Abstract

Abstract Bi-directional associations between depression and cognitive functioning are magnified among aging individuals, challenging behavioral health providers who treat older adults experiencing clinical and subsyndromal depression. This symposium contributes to the science and practice of assessing and treating later-life depression while also attending to issues in professional training. The first paper presents pre-treatment data from the multi-site Optimum Study of older adults experiencing treatment-resistant depression (n = 529). The relevance of positive psychological constructs is supported with analyses showing important relationships among cognitive functioning, social participation, and psychological well-being. The second paper describes the development of an updated measure to assess behavioral health providers’ knowledge of later life depression, including brain health concerns.
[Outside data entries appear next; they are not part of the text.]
/// A type annotation node payload.
#[derive(Debug, Clone, PartialEq, Serialize, Deserialize)]
pub enum TypeNode {
    Unknown,
    Nothing,
    /// The type of the enclosing module.
    Module,
    /// A string-literal type.
    StringConstant(String),
    Declared {
        name: QualifiedName,
        args: Vec<NodeId>,
    },
    Parenthesized(NodeId),
    Nullable(NodeId),
    Constrained {
        base: NodeId,
        predicates: Vec<NodeId>,
    },
    /// Marks the default alternative of a union type.
    DefaultUnion(NodeId),
    Union {
        left: NodeId,
        right: NodeId,
    },
    Function {
        params: Vec<NodeId>,
        ret: NodeId,
    },
}

/// An object-body member node payload.
#[derive(Debug, Clone, PartialEq, Serialize, Deserialize)]
pub enum MemberNode {
    /// A positional element.
    Element(NodeId),
    Property {
        modifiers: Modifiers,
        name: String,
        ty: Option<NodeId>,
        expr: NodeId,
    },
    /// `name { … }` — recursive amendment of the inherited value.
    PropertyBody {
        modifiers: Modifiers,
        name: String,
        bodies: Vec<NodeId>,
    },
    Method {
        modifiers: Modifiers,
        name: String,
        type_params: Vec<String>,
        params: Vec<Param>,
        return_ty: Option<NodeId>,
        body: NodeId,
    },
    /// `[[pred]] = expr`.
    Predicate {
        predicate: NodeId,
        expr: NodeId,
    },
    /// `[[pred]] { … }`.
    PredicateBody {
        predicate: NodeId,
        bodies: Vec<NodeId>,
    },
    /// `[key] = value` — entry definition or subscript override.
    Entry {
        key: NodeId,
        value: NodeId,
    },
    /// `[key] { … }`.
    EntryBody {
        key: NodeId,
        bodies: Vec<NodeId>,
    },
    /// `...expr` / `...?expr`.
    Spread {
        expr: NodeId,
        is_nullable: bool,
    },
    When {
        condition: NodeId,
        then_body: NodeId,
        else_body: Option<NodeId>,
    },
    For {
        key_param: Param,
        value_param: Option<Param>,
        source: NodeId,
        body: NodeId,
    },
}

/// `extends`/`amends` clause of a module declaration.
#[derive(Debug, Clone, PartialEq, Eq, Serialize, Deserialize)]
pub enum ModuleClause {
    Extends(String),
    Amends(String),
}

/// The tagged node family of the concrete syntax tree.
#[derive(Debug, Clone, PartialEq, Serialize, Deserialize)]
pub enum NodeKind {
    Module {
        decl: Option<NodeId>,
        imports: Vec<NodeId>,
        entries: Vec<NodeId>,
    },
    ModuleDecl {
        doc: Option<String>,
        annotations: Vec<NodeId>,
        modifiers: Modifiers,
        name: Option<QualifiedName>,
        clause: Option<ModuleClause>,
    },
    Import {
        uri: String,
        is_glob: bool,
        alias: Option<String>,
    },
    Class {
        doc: Option<String>,
        annotations: Vec<NodeId>,
        modifiers: Modifiers,
        name: String,
        type_params: Vec<String>,
        superclass: Option<QualifiedName>,
        entries: Vec<NodeId>,
    },
    TypeAlias {
        doc: Option<String>,
        modifiers: Modifiers,
        name: String,
        type_params: Vec<String>,
        body: NodeId,
    },
    /// `name: Type` — declared property without a default.
    ClassProperty {
        doc: Option<String>,
        modifiers: Modifiers,
        name: String,
        ty: NodeId,
    },
    /// `name: Type = expr` / `name = expr`.
    ClassPropertyExpr {
        doc: Option<String>,
        modifiers: Modifiers,
        name: String,
        ty: Option<NodeId>,
        expr: NodeId,
    },
    /// `name { … }` at class/module level.
    ClassPropertyBody {
        doc: Option<String>,
        modifiers: Modifiers,
        name: String,
        bodies: Vec<NodeId>,
    },
    ClassMethod {
        doc: Option<String>,
        modifiers: Modifiers,
        name: String,
        type_params: Vec<String>,
        params: Vec<Param>,
        return_ty: Option<NodeId>,
        body: Option<NodeId>,
    },
    ObjectBody {
        /// Lambda parameters when the body doubles as a function body.
        params: Vec<Param>,
        members: Vec<NodeId>,
    },
    Member(MemberNode),
    Expr(Expr),
    Type(TypeNode),
}

impl NodeKind {
    /// Calls `f` with every direct child id, in source order.
    pub fn visit_children(&self, f: &mut impl FnMut(NodeId)) {
        let visit_params = |params: &[Param], f: &mut dyn FnMut(NodeId)| {
            for p in params {
                if let Some(ty) = p.ty {
                    f(ty);
                }
            }
        };
        let visit_parts = |parts: &[StringPart], f: &mut dyn FnMut(NodeId)| {
            for part in parts {
                if let StringPart::Interpolation(id) = part {
                    f(*id);
                }
            }
        };
        match self {
            Self::Module { decl, imports, entries } => {
                if let Some(d) = decl {
                    f(*d);
                }
                imports.iter().chain(entries).for_each(|id| f(*id));
            }
            Self::ModuleDecl { annotations, .. } => annotations.iter().for_each(|id| f(*id)),
            Self::Import { .. } => {}
            Self::Class {
                annotations, entries, ..
            } => annotations.iter().chain(entries).for_each(|id| f(*id)),
            Self::TypeAlias { body, .. } => f(*body),
            Self::ClassProperty { ty, .. } => f(*ty),
            Self::ClassPropertyExpr { ty, expr, .. } => {
                if let Some(t) = ty {
                    f(*t);
                }
                f(*expr);
            }
            Self::ClassPropertyBody { bodies, .. } => bodies.iter().for_each(|id| f(*id)),
            Self::ClassMethod {
                params,
                return_ty,
                body,
                ..
            } => {
                visit_params(params, f);
                if let Some(t) = return_ty {
                    f(*t);
                }
                if let Some(b) = body {
                    f(*b);
                }
            }
            Self::ObjectBody { params, members } => {
                visit_params(params, f);
                members.iter().for_each(|id| f(*id));
            }
            Self::Member(member) => match member {
                MemberNode::Element(e) => f(*e),
                MemberNode::Property { ty, expr, .. } => {
                    if let Some(t) = ty {
                        f(*t);
                    }
                    f(*expr);
                }
                MemberNode::PropertyBody { bodies, .. } | MemberNode::EntryBody { bodies, .. } => {
                    if let MemberNode::EntryBody { key, .. } = member {
                        f(*key);
                    }
                    bodies.iter().for_each(|id| f(*id));
                }
                MemberNode::Method {
                    params,
                    return_ty,
                    body,
                    ..
                } => {
                    visit_params(params, f);
                    if let Some(t) = return_ty {
                        f(*t);
                    }
                    f(*body);
                }
                MemberNode::Predicate { predicate, expr } => {
                    f(*predicate);
                    f(*expr);
                }
                MemberNode::PredicateBody { predicate, bodies } => {
                    f(*predicate);
                    bodies.iter().for_each(|id| f(*id));
                }
                MemberNode::Entry { key, value } => {
                    f(*key);
                    f(*value);
                }
                MemberNode::Spread { expr, .. } => f(*expr),
                MemberNode::When {
                    condition,
                    then_body,
                    else_body,
                } => {
                    f(*condition);
                    f(*then_body);
                    if let Some(e) = else_body {
                        f(*e);
                    }
                }
                MemberNode::For {
                    key_param,
                    value_param,
                    source,
                    body,
                } => {
                    if let Some(ty) = key_param.ty {
                        f(ty);
                    }
                    if let Some(p) = value_param {
                        if let Some(ty) = p.ty {
                            f(ty);
                        }
                    }
                    f(*source);
                    f(*body);
                }
            },
            Self::Expr(expr) => match expr {
                Expr::This
                | Expr::Outer
                | Expr::Module
                | Expr::Null
                | Expr::Delete
                | Expr::Bool(_)
                | Expr::Int(_)
                | Expr::Float(_)
                | Expr::Str(_)
                | Expr::ImportExpr { .. } => {}
                Expr::InterpolatedString { parts } | Expr::InterpolatedMultiString { parts, .. } => {
                    visit_parts(parts, f);
                }
                Expr::Throw(e)
                | Expr::Trace(e)
                | Expr::Read(e)
                | Expr::ReadGlob(e)
                | Expr::ReadNull(e)
                | Expr::Parenthesized(e)
                | Expr::NonNull(e)
                | Expr::UnaryMinus(e)
                | Expr::LogicalNot(e)
                | Expr::SuperSubscript { index: e } => f(*e),
                Expr::UnqualifiedAccess { args, .. } | Expr::SuperAccess { args, .. } => {
                    if let Some(args) = args {
                        args.iter().for_each(|id| f(*id));
                    }
                }
                Expr::QualifiedAccess { receiver, args, .. } => {
                    f(*receiver);
                    if let Some(args) = args {
                        args.iter().for_each(|id| f(*id));
                    }
                }
                Expr::Subscript { receiver, index } => {
                    f(*receiver);
                    f(*index);
                }
                Expr::If {
                    condition,
                    then_branch,
                    else_branch,
                } => {
                    f(*condition);
                    f(*then_branch);
                    f(*else_branch);
                }
                Expr::Let { param, binding, body } => {
                    if let Some(ty) = param.ty {
                        f(ty);
                    }
                    f(*binding);
                    f(*body);
                }
                Expr::FunctionLiteral { params, body } => {
                    visit_params(params, f);
                    f(*body);
                }
                Expr::New { ty, body } => {
                    if let Some(t) = ty {
                        f(*t);
                    }
                    f(*body);
                }
                Expr::Amends { parent, body } => {
                    f(*parent);
                    f(*body);
                }
                Expr::BinaryOp { left, right, .. } => {
                    f(*left);
                    f(*right);
                }
                Expr::TypeCheck { expr, ty } | Expr::TypeCast { expr, ty } => {
                    f(*expr);
                    f(*ty);
                }
            },
            Self::Type(ty) => match ty {
                TypeNode::Unknown
                | TypeNode::Nothing
                | TypeNode::Module
                | TypeNode::StringConstant(_) => {}
                TypeNode::Declared { args, .. } => args.iter().for_each(|id| f(*id)),
                TypeNode::Parenthesized(t) | TypeNode::Nullable(t) | TypeNode::DefaultUnion(t) => f(*t),
                TypeNode::Constrained { base, predicates } => {
                    f(*base);
                    predicates.iter().for_each(|id| f(*id));
                }
                TypeNode::Union { left, right } => {
                    f(*left);
                    f(*right);
                }
                TypeNode::Function { params, ret } => {
                    params.iter().for_each(|id| f(*id));
                    f(*ret);
                }
            },
        }
    }
}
Psychometric data for the measure were generated from a random pool of licensed social workers (N=900) who were mailed the survey packet. The third presentation features an experimental study demonstrating that foundational information about aging, including debunking misconceptions about cognitive aging, influenced continuing education preferences of generalist Licensed Professional Counselors (LPCs). Among the randomly generated pool of LPCs (N = 120), participants who received aging-specific information were more likely to later choose an aging-specific continuing education option. The fourth paper highlights recommendations for mental health practitioners working in primary care and general medical settings with older adults who have co-existing depressive symptoms and cognitive concerns. The fifth and final presentation describes cognitive behavioral clinical tools to address brain health concerns in the context of later-life depression, using the new Brain Health module of a published client workbook.